//! Cross-week exercise history.
//!
//! Looks at the most recent weeks *present in the store* (not the most recent
//! calendar weeks) and collects recorded weights per exercise name, newest
//! week first.

use crate::catalog::KeyIndex;
use crate::{WeekData, WeekId};
use indexmap::IndexMap;
use serde::Serialize;
use std::collections::BTreeMap;

/// Default number of stored weeks looked at by history and the text report
pub const HISTORY_WEEKS: usize = 8;

/// Exercise name → weights, names kept in first-seen order
#[derive(Clone, Debug, Default, PartialEq, Eq, Serialize)]
#[serde(transparent)]
pub struct ExerciseHistory {
    entries: IndexMap<String, Vec<String>>,
}

impl ExerciseHistory {
    fn push(&mut self, name: &str, weight: &str) {
        self.entries
            .entry(name.to_string())
            .or_default()
            .push(weight.to_string());
    }

    pub fn get(&self, name: &str) -> Option<&[String]> {
        self.entries.get(name).map(Vec::as_slice)
    }

    pub fn iter(&self) -> impl Iterator<Item = (&str, &[String])> {
        self.entries
            .iter()
            .map(|(n, w)| (n.as_str(), w.as_slice()))
    }

    pub fn len(&self) -> usize {
        self.entries.len()
    }

    pub fn is_empty(&self) -> bool {
        self.entries.is_empty()
    }
}

/// The `limit` newest stored weeks, newest first
pub fn recent_weeks(
    weeks: &BTreeMap<WeekId, WeekData>,
    limit: usize,
) -> impl Iterator<Item = (&WeekId, &WeekData)> {
    weeks.iter().rev().take(limit)
}

/// Weights per exercise over the `limit` newest stored weeks
///
/// Within a week, entries are visited in the order they were written. Empty
/// weights and keys the catalog does not know (cardio, stale keys) are skipped.
pub fn exercise_history(
    weeks: &BTreeMap<WeekId, WeekData>,
    index: &KeyIndex,
    limit: usize,
) -> ExerciseHistory {
    let mut history = ExerciseHistory::default();

    for (_, data) in recent_weeks(weeks, limit) {
        for (key, weight) in &data.weights {
            if weight.is_empty() {
                continue;
            }
            if let Some(name) = index.name(key) {
                history.push(name, weight);
            }
        }
    }

    history
}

========================================

## [TASK INSTRUCTIONS]
All of the lines above should be returned exactly as written.

## [RESULT]
//! Cross-week exercise history.
//!
//! Looks at the most recent weeks *present in the store* (not the most recent
//! calendar weeks) and collects recorded weights per exercise name, newest
//! week first.

use crate::catalog::KeyIndex;
use crate::{WeekData, WeekId};
use indexmap::IndexMap;
use serde::Serialize;
use std::collections::BTreeMap;

/// Default number of stored weeks looked at by history and the text report
pub const HISTORY_WEEKS: usize = 8;

/// Exercise name → weights, names kept in first-seen order
#[derive(Clone, Debug, Default, PartialEq, Eq, Serialize)]
#[serde(transparent)]
pub struct ExerciseHistory {
    entries: IndexMap<String, Vec<String>>,
}

impl ExerciseHistory {
    fn push(&mut self, name: &str, weight: &str) {
        self.entries
            .entry(name.to_string())
            .or_default()
            .push(weight.to_string());
    }

    pub fn get(&self, name: &str) -> Option<&[String]> {
        self.entries.get(name).map(Vec::as_slice)
    }

    pub fn iter(&self) -> impl Iterator<Item = (&str, &[String])> {
        self.entries
            .iter()
            .map(|(n, w)| (n.as_str(), w.as_slice()))
    }

    pub fn len(&self) -> usize {
        self.entries.len()
    }

    pub fn is_empty(&self) -> bool {
        self.entries.is_empty()
    }
}

/// The `limit` newest stored weeks, newest first
pub fn recent_weeks(
    weeks: &BTreeMap<WeekId, WeekData>,
    limit: usize,
) -> impl Iterator<Item = (&WeekId, &WeekData)> {
    weeks.iter().rev().take(limit)
}

/// Weights per exercise over the `limit` newest stored weeks
///
/// Within a week, entries are visited in the order they were written. Empty
/// weights and keys the catalog does not know (cardio, stale keys) are skipped.
pub fn exercise_history(
    weeks: &BTreeMap<WeekId, WeekData>,
    index: &KeyIndex,
    limit: usize,
) -> ExerciseHistory {
    let mut history = ExerciseHistory::default();

    for (_, data) in recent_weeks(weeks, limit) {
        for (key, weight) in &data.weights {
            if weight.is_empty() {
                continue;
            }
            if let Some(name) = index.name(key) {
                history.push(name, weight);
            }
        }
    }

    history
}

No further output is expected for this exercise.